Hollywood produzia filmes para o entretenimento com muita música e dança que embalavam os namoros dos casais apaixonados. Lembro-me de mãos dadas com minha namorada, a Cecilinha  - sósia brasileira da Brigitte Bardot-, quando fomos ao Cine Rio, que ficava num prédio na Rua da Consolação, onde ela morava, no quarto andar. Eu falei tanto das pernas de Miss Charisse que ela ameaçou retirar-se do cinema.
Aquelas pernas nos encantavam, voando nos compassos de Cantando na Chuva, A Lenda dos Beijos Perdidos, Meias de Seda e Dançando nas Nuvens, alguns dos musicais de maior sucesso daquela maravilhosa gazela voadora.
Quando vi anunciada a morte de Cid Charisse, senti uma pontada no coração, porque nos devaneios do rapaz, que vivia numa cidade grande e poderosa como São Paulo, os sonhos tinham que ser alimentados, confrontando-se com a realidade de uma vida tocada a duras penas, com poucos recursos.
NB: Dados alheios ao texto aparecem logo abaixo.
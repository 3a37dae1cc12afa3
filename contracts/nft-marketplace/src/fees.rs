//! Royalty and platform fee arithmetic.

use crate::types::SaleBreakdown;

/// Standard basis points denominator
pub const BASIS_POINTS_DIVISOR: u32 = 10_000;

/// 10% - highest royalty the admin may configure
pub const MAX_ROYALTY_BPS: u32 = 1_000;

/// 5% - highest platform fee the admin may configure
pub const MAX_PLATFORM_BPS: u32 = 500;

/// 2.5% royalty written by the constructor
pub const DEFAULT_ROYALTY_BPS: u32 = 250;

/// 2.5% platform fee written by the constructor
pub const DEFAULT_PLATFORM_BPS: u32 = 250;

/// Computes `amount * bps / 10000`, rounding down.
///
/// Amounts too large to multiply safely are divided first; the result can
/// then be slightly lower than the exact cut, which only ever favours the seller.
pub fn fee_amount(amount: i128, bps: u32) -> i128 {
    const MAX_SAFE_AMOUNT: i128 = i128::MAX / BASIS_POINTS_DIVISOR as i128;

    if amount > MAX_SAFE_AMOUNT {
        (amount / BASIS_POINTS_DIVISOR as i128).saturating_mul(bps as i128)
    } else {
        amount.saturating_mul(bps as i128) / BASIS_POINTS_DIVISOR as i128
    }
}

/// Splits a sale price into royalty, platform and seller parts.
///
/// The seller part is derived by subtraction so the three parts always add
/// up to `price` exactly.
pub fn split_price(price: i128, royalty_bps: u32, platform_bps: u32) -> SaleBreakdown {
    let royalty = fee_amount(price, royalty_bps);
    let platform = fee_amount(price, platform_bps);

    SaleBreakdown {
        price,
        royalty,
        platform,
        seller: price - royalty - platform,
    }
}
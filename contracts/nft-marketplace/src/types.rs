/*!
 * Type Definitions for the NFT Listing Marketplace
 *
 * Data structures stored by the contract, the storage key layout, the error
 * taxonomy surfaced to callers and the event topics published on every
 * successful state change.
 */

use soroban_sdk::{contracterror, contracttype, symbol_short, Address, Symbol};

// ================================================================================================
// CORE DATA STRUCTURES
// ================================================================================================

/// An NFT offered for sale.
///
/// While a listing exists the NFT is held in escrow by the marketplace contract.
/// The listing is removed when the NFT is sold, unlisted by its owner or
/// returned by the admin.
///
/// # Business Logic
/// - At most one listing per `token_id`
/// - `price` is expressed in the smallest unit of `ft_contract` and is always positive
/// - `ft_contract` was whitelisted when the listing was created or last updated
#[contracttype]
#[derive(Clone, Debug, Eq, PartialEq)]
pub struct Listing {
    /// Token id inside the accepted NFT collection
    pub token_id: u64,

    /// Address that listed the NFT and receives it back on unlist or emergency return
    pub owner: Address,

    /// NFT collection the token belongs to (always the initialized collection)
    pub nft_contract: Address,

    /// Fungible token the buyer must pay with
    pub ft_contract: Address,

    /// Asking price in the smallest unit of `ft_contract`
    pub price: i128,
}

/// Royalty and platform fee configuration.
///
/// Both percentages are basis points (1 = 0.01%) taken out of the sale price.
/// The seller receives whatever remains.
#[contracttype]
#[derive(Clone, Debug, Eq, PartialEq)]
pub struct FeeConfig {
    /// Royalty cut in basis points, at most 1000 (10%)
    pub royalty_bps: u32,

    /// Receives the royalty cut of every sale
    pub royalty_recipient: Address,

    /// Platform cut in basis points, at most 500 (5%)
    pub platform_bps: u32,

    /// Receives the platform cut of every sale
    pub platform_recipient: Address,
}

/// How a sale price is divided between the parties.
///
/// `royalty + platform + seller == price` for every breakdown produced by
/// the contract.
#[contracttype]
#[derive(Clone, Debug, Eq, PartialEq)]
pub struct SaleBreakdown {
    pub price: i128,
    pub royalty: i128,
    pub platform: i128,
    pub seller: i128,
}

/// Storage keys for entries that are addressed by a value.
///
/// Singletons (admin, fee config, pause flag, accepted collection) use the
/// short symbol keys declared in `storage.rs`.
#[contracttype]
#[derive(Clone, Debug, Eq, PartialEq)]
pub enum DataKey {
    /// Active listing for a token id
    Listing(u64),

    /// Whitelist flag for a payment token contract
    Whitelist(Address),
}

// ================================================================================================
// ERROR DEFINITIONS
// ================================================================================================

/// Failures surfaced by the marketplace entry points.
///
/// The numeric codes are part of the public interface: off-chain clients and
/// the simulation scripts match on them. Any error aborts the whole call, so
/// no state is changed when one is returned.
///
/// # Error Code Ranges
/// - 100-104: Access control and listing existence
/// - 105-109: Validation and trading rules
/// - 110-114: Contract configuration and payment
#[contracterror]
#[derive(Copy, Clone, Debug, Eq, PartialEq, PartialOrd, Ord)]
#[repr(u32)]
pub enum Error {
    /// Caller is not the admin, or an admin setting exceeded its cap
    NotAuthorized = 100,

    /// Token id already has an active listing
    AlreadyListed = 102,

    /// Token id has no active listing
    NotListed = 103,

    /// Caller does not own the listing or the NFT
    NotOwner = 104,

    /// Payment token is not on the whitelist
    FtNotWhitelisted = 105,

    /// NFT or payment token contract refused a transfer
    TokenTransferFailed = 106,

    /// Price is zero or negative
    InvalidPrice = 107,

    /// Listing owner tried to purchase their own NFT
    CannotBuyOwn = 108,

    /// Marketplace is paused
    Paused = 109,

    /// NFT contract differs from the initialized collection or from the listing
    WrongNft = 110,

    /// `initialize` was already called
    AlreadyInitialized = 111,

    /// `initialize` has not been called yet
    NotInitialized = 112,

    /// Payment token differs from the one the listing requires
    WrongFt = 113,

    /// Buyer balance is below the listing price
    InsufficientFunds = 114,
}

// ================================================================================================
// EVENT CONSTANTS
// ================================================================================================
// Topics are published as (TOPIC, actor) with the event data described below.

/// Marketplace bound to its NFT collection. Data: nft_contract
pub const INITIALIZED: Symbol = symbol_short!("init");

/// Payment token whitelist changed. Data: (ft_contract, enabled)
pub const FT_WHITELISTED: Symbol = symbol_short!("wl_ft");

/// NFT listed. Data: (token_id, ft_contract, price)
pub const NFT_LISTED: Symbol = symbol_short!("listed");

/// NFT unlisted by its owner. Data: token_id
pub const NFT_UNLISTED: Symbol = symbol_short!("unlisted");

/// NFT sold. Data: (token_id, price, royalty, platform)
pub const NFT_SOLD: Symbol = symbol_short!("sold");

/// Listing price changed. Data: (token_id, price)
pub const PRICE_UPDATED: Symbol = symbol_short!("price_upd");

/// Listing payment token and price changed. Data: (token_id, ft_contract, price)
pub const LISTING_FT_UPDATED: Symbol = symbol_short!("ft_upd");

/// Royalty percentage changed. Data: royalty_bps
pub const ROYALTY_UPDATED: Symbol = symbol_short!("roy_pct");

/// Royalty recipient changed. Data: recipient
pub const ROYALTY_RECIPIENT_UPDATED: Symbol = symbol_short!("roy_rcpt");

/// Platform fee changed. Data: platform_bps
pub const PLATFORM_FEE_UPDATED: Symbol = symbol_short!("plat_fee");

/// Platform fee recipient changed. Data: recipient
pub const PLATFORM_RECIPIENT_UPDATED: Symbol = symbol_short!("plat_rcpt");

/// Pause flag changed. Data: paused
pub const PAUSE_CHANGED: Symbol = symbol_short!("paused");

/// NFT force-returned to its owner by the admin. Data: (token_id, owner)
pub const EMERGENCY_RETURNED: Symbol = symbol_short!("emrg_ret");

/// Admin changed. Data: new_admin
pub const ADMIN_UPDATED: Symbol = symbol_short!("adm_upd");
Desde a bicicleta de segunda mão, comprada da zeladora do prédio, das roupas consertadas do pai e dos tios, da comida simples servida na mesa apertada da cozinha, enfim, aqueles sonhos com as pernas voadoras serviam para colorir um pouco a vida meio cinzenta, numa cidade escurecida pela garoa e pela falta de dinheiro. Voilá! Cyd Charisse dans nos rêves.
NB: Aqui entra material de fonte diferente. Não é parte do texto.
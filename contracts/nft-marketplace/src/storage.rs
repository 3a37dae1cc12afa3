//! Storage access for the marketplace.
//!
//! Admin and fee configuration live in persistent storage so they survive
//! contract upgrades. The pause flag and the accepted NFT collection live in
//! instance storage. Listings and whitelist flags are persistent entries
//! keyed by `DataKey`.

use soroban_sdk::{panic_with_error, symbol_short, Address, Env, IntoVal, Symbol, Val};

use crate::types::{DataKey, Error, FeeConfig, Listing};

pub(crate) const ADMIN_KEY: Symbol = symbol_short!("ADMIN"); // Admin address (persistent)
pub(crate) const FEES_KEY: Symbol = symbol_short!("FEES"); // FeeConfig (persistent)
const NFT_CONTRACT_KEY: Symbol = symbol_short!("NFT_CTR"); // Accepted collection, set by initialize (instance)
const PAUSED_KEY: Symbol = symbol_short!("PAUSED"); // Pause flag (instance)

/// Number of ledgers in a day (assuming ~5 second close time)
pub(crate) const DAY_IN_LEDGERS: u32 = 17_280;

const INSTANCE_TTL_AMOUNT: u32 = 30 * DAY_IN_LEDGERS;
const INSTANCE_TTL_THRESHOLD: u32 = INSTANCE_TTL_AMOUNT - DAY_IN_LEDGERS;

pub(crate) const ENTRY_TTL_AMOUNT: u32 = 30 * DAY_IN_LEDGERS;
const ENTRY_TTL_THRESHOLD: u32 = ENTRY_TTL_AMOUNT - DAY_IN_LEDGERS;

pub fn extend_instance_ttl(env: &Env) {
    env.storage()
        .instance()
        .extend_ttl(INSTANCE_TTL_THRESHOLD, INSTANCE_TTL_AMOUNT);
}

/// Keeps a persistent entry alive for another `ENTRY_TTL_AMOUNT` ledgers
/// once it drops below the threshold. The entry must exist.
fn extend_entry_ttl<K: IntoVal<Env, Val>>(env: &Env, key: &K) {
    env.storage()
        .persistent()
        .extend_ttl(key, ENTRY_TTL_THRESHOLD, ENTRY_TTL_AMOUNT);
}

// ---------------------------------------------------------------------------
// Admin & fees
// ---------------------------------------------------------------------------

pub fn read_admin(env: &Env) -> Option<Address> {
    let admin = env.storage().persistent().get(&ADMIN_KEY);
    if admin.is_some() {
        extend_entry_ttl(env, &ADMIN_KEY);
    }
    admin
}

pub fn write_admin(env: &Env, admin: &Address) {
    env.storage().persistent().set(&ADMIN_KEY, admin);
    extend_entry_ttl(env, &ADMIN_KEY);
}

/// The constructor always writes a fee config, so a missing entry means the
/// contract was deployed without one.
pub fn read_fee_config(env: &Env) -> FeeConfig {
    let config = env
        .storage()
        .persistent()
        .get(&FEES_KEY)
        .unwrap_or_else(|| panic_with_error!(env, Error::NotInitialized));
    extend_entry_ttl(env, &FEES_KEY);
    config
}

pub fn write_fee_config(env: &Env, config: &FeeConfig) {
    env.storage().persistent().set(&FEES_KEY, config);
    extend_entry_ttl(env, &FEES_KEY);
}

// ---------------------------------------------------------------------------
// Initialization & pause
// ---------------------------------------------------------------------------

pub fn read_nft_contract(env: &Env) -> Option<Address> {
    env.storage().instance().get(&NFT_CONTRACT_KEY)
}

pub fn write_nft_contract(env: &Env, nft_contract: &Address) {
    env.storage().instance().set(&NFT_CONTRACT_KEY, nft_contract);
}

pub fn is_paused(env: &Env) -> bool {
    env.storage().instance().get(&PAUSED_KEY).unwrap_or(false)
}

pub fn write_paused(env: &Env, paused: bool) {
    env.storage().instance().set(&PAUSED_KEY, &paused);
}

// ---------------------------------------------------------------------------
// Whitelist
// ---------------------------------------------------------------------------

pub fn is_whitelisted(env: &Env, ft_contract: &Address) -> bool {
    env.storage()
        .persistent()
        .get(&DataKey::Whitelist(ft_contract.clone()))
        .unwrap_or(false)
}

pub fn write_whitelisted(env: &Env, ft_contract: &Address, enabled: bool) {
    let key = DataKey::Whitelist(ft_contract.clone());
    env.storage().persistent().set(&key, &enabled);
    extend_entry_ttl(env, &key);
}

// ---------------------------------------------------------------------------
// Listings
// ---------------------------------------------------------------------------

/// Reading a listing also renews its TTL, so a listing that is only ever
/// quoted or looked up does not get archived.
pub fn read_listing(env: &Env, token_id: u64) -> Option<Listing> {
    let key = DataKey::Listing(token_id);
    let listing = env.storage().persistent().get(&key);
    if listing.is_some() {
        extend_entry_ttl(env, &key);
    }
    listing
}

pub fn has_listing(env: &Env, token_id: u64) -> bool {
    env.storage().persistent().has(&DataKey::Listing(token_id))
}

pub fn write_listing(env: &Env, listing: &Listing) {
    let key = DataKey::Listing(listing.token_id);
    env.storage().persistent().set(&key, listing);
    extend_entry_ttl(env, &key);
}

pub fn remove_listing(env: &Env, token_id: u64) {
    env.storage().persistent().remove(&DataKey::Listing(token_id));
}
Numa dessas tardes cinemáticas de domingo, culminamos com um filme dela, no Majestic, na Rua Augusta, depois de uma longa noite pelos clubes Pinheiros e Paulistano e uma jornada boêmia pelos bares das avenidas São João e Ipiranga. Tudo a pé, com muita cuba libre e Pervitins na cabeça. A fantástica bailarina ficou tão mais acessível, com tantos estímulos alcoólicos e anfetamínicos, que eu e o Renatinho decidimos comprar uma passagem para Hollywood para conhecê-la de perto. Saímos do cinema dispostos a procurar uma agência de viagens e voar para os Estados Unidos, naquele dia mesmo. Sonhos vãos! Nossa inocência não nos permitia saber que, para sair do país, seriam necessários documentos próprios, legalizados e autorizados pelas embaixadas. Sonhos vãos!
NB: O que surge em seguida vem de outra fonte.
//! GPU and window context.
//!
//! [`Context`] owns the device, the surface and everything that lives as long
//! as the window does: the frame uniforms (camera and lights), the depth
//! buffer, the key light's shadow map and the pipelines. Scene-specific GPU
//! data (meshes, materials, label textures) lives in [`crate::render::GpuScene`].

use std::sync::Arc;

use anyhow::Context as _;
use wgpu::util::DeviceExt;
use winit::window::Window;

use crate::{
    camera::CameraUniform,
    config::FogConfig,
    data_structures::texture::Texture,
    pipelines::{
        background::BackgroundResources,
        basic::{material_layout, mk_mesh_pipeline},
        light::LightsUniform,
        shadow::ShadowResources,
        sprite::{mk_sprite_layout, mk_sprite_pipeline},
    },
    theme::Gradient,
};

#[derive(Debug)]
pub struct Pipelines {
    pub mesh: wgpu::RenderPipeline,
    pub sprite: wgpu::RenderPipeline,
}

#[derive(Debug)]
pub struct Context {
    pub(crate) window: Arc<Window>,
    pub(crate) depth_texture: Texture,
    pub surface: wgpu::Surface<'static>,
    pub device: wgpu::Device,
    pub queue: wgpu::Queue,
    pub config: wgpu::SurfaceConfiguration,
    pub camera_buffer: wgpu::Buffer,
    pub lights_buffer: wgpu::Buffer,
    /// Group 0 of the mesh and sprite pipelines: camera, lights and the shadow map.
    pub frame_bind_group: wgpu::BindGroup,
    pub material_layout: wgpu::BindGroupLayout,
    pub sprite_layout: wgpu::BindGroupLayout,
    pub shadow: ShadowResources,
    pub background: BackgroundResources,
    pub pipelines: Pipelines,
    /// Only visible where the background pass doesn't reach.
    pub clear_colour: wgpu::Color,
}

fn frame_layout(device: &wgpu::Device) -> wgpu::BindGroupLayout {
    let uniform = |binding| wgpu::BindGroupLayoutEntry {
        binding,
        visibility: wgpu::ShaderStages::VERTEX | wgpu::ShaderStages::FRAGMENT,
        ty: wgpu::BindingType::Buffer {
            ty: wgpu::BufferBindingType::Uniform,
            has_dynamic_offset: false,
            min_binding_size: None,
        },
        count: None,
    };
    device.create_bind_group_layout(&wgpu::BindGroupLayoutDescriptor {
        entries: &[
            uniform(0),
            uniform(1),
            wgpu::BindGroupLayoutEntry {
                binding: 2,
                visibility: wgpu::ShaderStages::FRAGMENT,
                ty: wgpu::BindingType::Texture {
                    multisampled: false,
                    view_dimension: wgpu::TextureViewDimension::D2,
                    sample_type: wgpu::TextureSampleType::Depth,
                },
                count: None,
            },
            wgpu::BindGroupLayoutEntry {
                binding: 3,
                visibility: wgpu::ShaderStages::FRAGMENT,
                ty: wgpu::BindingType::Sampler(wgpu::SamplerBindingType::Comparison),
                count: None,
            },
        ],
        label: Some("frame_bind_group_layout"),
    })
}

impl Context {
    pub async fn new(
        window: Arc<Window>,
        shadow_map_size: u32,
        gradient: Gradient,
    ) -> anyhow::Result<Self> {
        let size = window.inner_size();

        // BackendBit::PRIMARY => Vulkan + Metal + DX12 + Browser WebGPU
        log::info!("WGPU setup");
        let instance = wgpu::Instance::new(&wgpu::InstanceDescriptor {
            #[cfg(not(target_arch = "wasm32"))]
            backends: wgpu::Backends::PRIMARY,
            #[cfg(target_arch = "wasm32")]
            backends: wgpu::Backends::GL,
            ..Default::default()
        });

        let surface = instance
            .create_surface(window.clone())
            .context("creating the render surface")?;

        let adapter = instance
            .request_adapter(&wgpu::RequestAdapterOptions {
                power_preference: wgpu::PowerPreference::default(),
                compatible_surface: Some(&surface),
                force_fallback_adapter: false,
            })
            .await
            .context("no suitable graphics adapter")?;

        let (device, queue) = adapter
            .request_device(&wgpu::DeviceDescriptor {
                label: None,
                required_features: wgpu::Features::empty(),
                // WebGL doesn't support all of wgpu's features
                required_limits: if cfg!(target_arch = "wasm32") {
                    wgpu::Limits::downlevel_webgl2_defaults()
                } else {
                    wgpu::Limits::default()
                },
                ..Default::default()
            })
            .await
            .context("requesting the device")?;

        let surface_caps = surface.get_capabilities(&adapter);
        // Shaders write linear colour and rely on an sRGB surface to encode it.
        let surface_format = surface_caps
            .formats
            .iter()
            .copied()
            .find(|f| f.is_srgb())
            .or_else(|| surface_caps.formats.first().copied())
            .context("the surface reports no texture formats")?;
        let config = wgpu::SurfaceConfiguration {
            usage: wgpu::TextureUsages::RENDER_ATTACHMENT,
            format: surface_format,
            width: size.width.max(1),
            height: size.height.max(1),
            present_mode: surface_caps
                .present_modes
                .first()
                .copied()
                .unwrap_or(wgpu::PresentMode::Fifo),
            alpha_mode: surface_caps
                .alpha_modes
                .first()
                .copied()
                .unwrap_or(wgpu::CompositeAlphaMode::Auto),
            view_formats: vec![],
            desired_maximum_frame_latency: 2,
        };
        surface.configure(&device, &config);

        let camera_buffer = device.create_buffer_init(&wgpu::util::BufferInitDescriptor {
            label: Some("Camera Buffer"),
            contents: bytemuck::cast_slice(&[CameraUniform::new()]),
            usage: wgpu::BufferUsages::UNIFORM | wgpu::BufferUsages::COPY_DST,
        });
        let lights = LightsUniform::new([0.0; 4], 0.0, [0.0; 4], &FogConfig::default(), &[]);
        let lights_buffer = device.create_buffer_init(&wgpu::util::BufferInitDescriptor {
            label: Some("Lights Buffer"),
            contents: bytemuck::cast_slice(&[lights]),
            usage: wgpu::BufferUsages::UNIFORM | wgpu::BufferUsages::COPY_DST,
        });

        let shadow = ShadowResources::new(&device, shadow_map_size);

        let frame_layout = frame_layout(&device);
        let frame_bind_group = device.create_bind_group(&wgpu::BindGroupDescriptor {
            layout: &frame_layout,
            entries: &[
                wgpu::BindGroupEntry {
                    binding: 0,
                    resource: camera_buffer.as_entire_binding(),
                },
                wgpu::BindGroupEntry {
                    binding: 1,
                    resource: lights_buffer.as_entire_binding(),
                },
                wgpu::BindGroupEntry {
                    binding: 2,
                    resource: wgpu::BindingResource::TextureView(&shadow.map.view),
                },
                wgpu::BindGroupEntry {
                    binding: 3,
                    resource: wgpu::BindingResource::Sampler(&shadow.map.sampler),
                },
            ],
            label: Some("frame_bind_group"),
        });

        let material_layout = material_layout(&device);
        let sprite_layout = mk_sprite_layout(&device);
        let pipelines = Pipelines {
            mesh: mk_mesh_pipeline(&device, &config, &frame_layout, &material_layout),
            sprite: mk_sprite_pipeline(&device, &config, &frame_layout, &sprite_layout),
        };
        let background = BackgroundResources::new(&device, config.format, gradient);

        let depth_texture =
            Texture::create_depth_texture(&device, [config.width, config.height], "depth_texture");

        Ok(Self {
            window,
            depth_texture,
            surface,
            device,
            queue,
            config,
            camera_buffer,
            lights_buffer,
            frame_bind_group,
            material_layout,
            sprite_layout,
            shadow,
            background,
            pipelines,
            clear_colour: wgpu::Color::BLACK,
        })
    }

    pub fn window(&self) -> &Arc<Window> {
        &self.window
    }

    /// Reconfigures the surface and depth buffer. Zero-sized requests are ignored.
    pub fn resize(&mut self, width: u32, height: u32) -> bool {
        if width == 0 || height == 0 {
            return false;
        }
        self.config.width = width;
        self.config.height = height;
        self.surface.configure(&self.device, &self.config);
        self.depth_texture =
            Texture::create_depth_texture(&self.device, [width, height], "depth_texture");
        true
    }

    pub fn write_camera(&self, uniform: &CameraUniform) {
        self.queue
            .write_buffer(&self.camera_buffer, 0, bytemuck::cast_slice(&[*uniform]));
    }

    pub fn write_lights(&self, uniform: &LightsUniform) {
        self.queue
            .write_buffer(&self.lights_buffer, 0, bytemuck::cast_slice(&[*uniform]));
    }
}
Já restabelecidos e na maior ressaca, consultamos o papai sobre as possibilidades de levar a cabo nossa aventura hollywoodiana. Ele disse: “Como é bom sonhar, meninos. Mas não desistam, porque a vida merece seus sonhos.” Ajeitamos os colecionadores e fomos para a aula ginasial, ainda extasiados com as belas pernas voadoras.
Ficou, para sempre, a nossa saudade.

Roberto H. Brandão – julho/2008/novembro 2011

FRASES, PENSAMENTOS E AFORISMOS
Tudo que é fácil de ler é difícil de escrever e vice-versa.